When making high-level calls, sellers may want to keep a few things in mind:
- The initial effort should be to learn/uncover business goals or pains executives have that your offering can be used to achieve or address. Key Players should be willing to spend money to achieve these business outcomes. Ultimately a cost vs. benefit will be the value of realizing the outcome(s) compared to the cost of the offering being considered.
- Once business goals have been shared, sellers should focus on helping Key Players understand why they can’t be achieved without their offerings. Some things to consider in making executive calls:
- Most buyers are unaware of barriers that stand in the way of achieving goals. Think about it: If they knew they were aware they would try to address them.

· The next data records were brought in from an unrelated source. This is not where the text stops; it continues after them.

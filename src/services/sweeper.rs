//! Expired idempotency key sweep
//!
//! Runs `cleanup_expired` on a fixed interval, off the cycle hot path. Sweep
//! errors are logged and retried on the next tick; they never stop the task.

use std::sync::atomic::{AtomicBool, Ordering};
use std::sync::Arc;
use std::time::Duration;
use tokio::sync::watch;
use tokio::task::JoinHandle;
use tracing::{debug, error, info};

use crate::config::SweeperConfig;
use crate::error::Result;
use crate::services::CycleMetrics;
use crate::strategy::IdempotencyGuard;

pub struct IdempotencySweeper {
    guard: Arc<IdempotencyGuard>,
    metrics: Arc<CycleMetrics>,
    interval: Duration,
    running: Arc<AtomicBool>,
    shutdown_tx: watch::Sender<bool>,
}

impl IdempotencySweeper {
    pub fn new(guard: Arc<IdempotencyGuard>, metrics: Arc<CycleMetrics>, config: &SweeperConfig) -> Self {
        let (shutdown_tx, _) = watch::channel(false);
        Self {
            guard,
            metrics,
            interval: Duration::from_secs(config.interval_secs.max(1)),
            running: Arc::new(AtomicBool::new(false)),
            shutdown_tx,
        }
    }

    /// Run one sweep now
    pub async fn sweep_once(&self) -> Result<u64> {
        let removed = self.guard.cleanup_expired().await?;
        self.metrics.add_keys_swept(removed);
        Ok(removed)
    }

    pub fn is_running(&self) -> bool {
        self.running.load(Ordering::SeqCst)
    }

    /// Start the periodic sweep. The first sweep runs immediately.
    pub fn start(&self) -> JoinHandle<()> {
        self.running.store(true, Ordering::SeqCst);
        info!("Idempotency sweeper started (interval: {}s)", self.interval.as_secs());

        let guard = self.guard.clone();
        let metrics = self.metrics.clone();
        let running = self.running.clone();
        let interval = self.interval;
        let mut shutdown_rx = self.shutdown_tx.subscribe();

        tokio::spawn(async move {
            let mut timer = tokio::time::interval(interval);
            timer.set_missed_tick_behavior(tokio::time::MissedTickBehavior::Delay);

            while running.load(Ordering::SeqCst) {
                tokio::select! {
                    _ = timer.tick() => {}
                    _ = shutdown_rx.changed() => break,
                }

                match guard.cleanup_expired().await {
                    Ok(removed) => {
                        metrics.add_keys_swept(removed);
                        debug!("Sweep removed {} expired keys", removed);
                    }
                    Err(e) => error!("Idempotency sweep failed: {}", e),
                }
            }

            running.store(false, Ordering::SeqCst);
            info!("Idempotency sweeper stopped");
        })
    }

    /// Stop the periodic sweep; an in-flight sweep finishes first
    pub fn stop(&self) {
        self.running.store(false, Ordering::SeqCst);
        let _ = self.shutdown_tx.send(true);
    }
}

#[cfg(test)]
mod tests {
    use super::*;
    use crate::strategy::InMemoryIdempotencyStore;
    use chrono::{Duration as ChronoDuration, Utc};

    #[tokio::test]
    async fn test_sweep_once_counts_removed_keys() {
        let store = Arc::new(InMemoryIdempotencyStore::new());
        let guard = Arc::new(IdempotencyGuard::new(store.clone()));
        let metrics = Arc::new(CycleMetrics::new());
        let past = Utc::now() - ChronoDuration::hours(3);

        guard.mark_key_at("stale", ChronoDuration::hours(1), past).await.unwrap();
        guard.mark_key("live", ChronoDuration::hours(1)).await.unwrap();

        let sweeper = IdempotencySweeper::new(guard, metrics.clone(), &SweeperConfig::default());
        assert_eq!(sweeper.sweep_once().await.unwrap(), 1);
        assert_eq!(store.keys().await, vec!["live".to_string()]);
        assert_eq!(metrics.keys_swept.load(Ordering::Relaxed), 1);
    }

    #[tokio::test]
    async fn test_background_sweep_stops_on_request() {
        let guard = Arc::new(IdempotencyGuard::in_memory());
        let past = Utc::now() - ChronoDuration::hours(3);
        guard.mark_key_at("stale", ChronoDuration::hours(1), past).await.unwrap();

        let metrics = Arc::new(CycleMetrics::new());
        let sweeper = IdempotencySweeper::new(guard.clone(), metrics, &SweeperConfig { interval_secs: 3600 });
        let handle = sweeper.start();

        // The first tick fires immediately.
        tokio::time::timeout(std::time::Duration::from_secs(1), async {
            while guard.record_count().await.unwrap() > 0 {
                tokio::time::sleep(std::time::Duration::from_millis(10)).await;
            }
        })
        .await
        .unwrap();

        sweeper.stop();
        tokio::time::timeout(std::time::Duration::from_secs(1), handle)
            .await
            .unwrap()
            .unwrap();
        assert!(!sweeper.is_running());
    }
}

- Key Players have potential latent needs for capabilities that address barriers. Selling can then be viewed as diagnosing barriers with a bias toward offerings. It will muddle issues if barriers are identified that cannot be addressed.
- The way Key Players respond to diagnostic questions will allow sellers to determine the features/capabilities that are relevant. Any capabilities the buyer doesn’t appear to need should not be presented.
- By taking the previous steps, presentations of offerings will cover a relatively small percentage of the total feature set. Key Players appreciate this “Cliff Notes” version. Few will tolerate standard product pitches that amount to “spray and pray” sales calls.
Hurt and Rescue
Executive calls can be viewed as “hurt and rescue” exercises once business outcomes have been uncovered. Sellers “hurt” buyers by helping them realize how their current approaches are broken. Once done the “rescue” is done by uncovering only the capabilities that address barriers that buyers agreed exist.
Calls done in this manner mean first discussing executives’ businesses (about 80% calls) and capabilities within offerings with a focus on helping buyers understand how offerings can be used (about 20% of the time). At Key Player levels it is critical that sellers earn the right to talk about their offerings. It can be a differentiator by providing better buying experiences.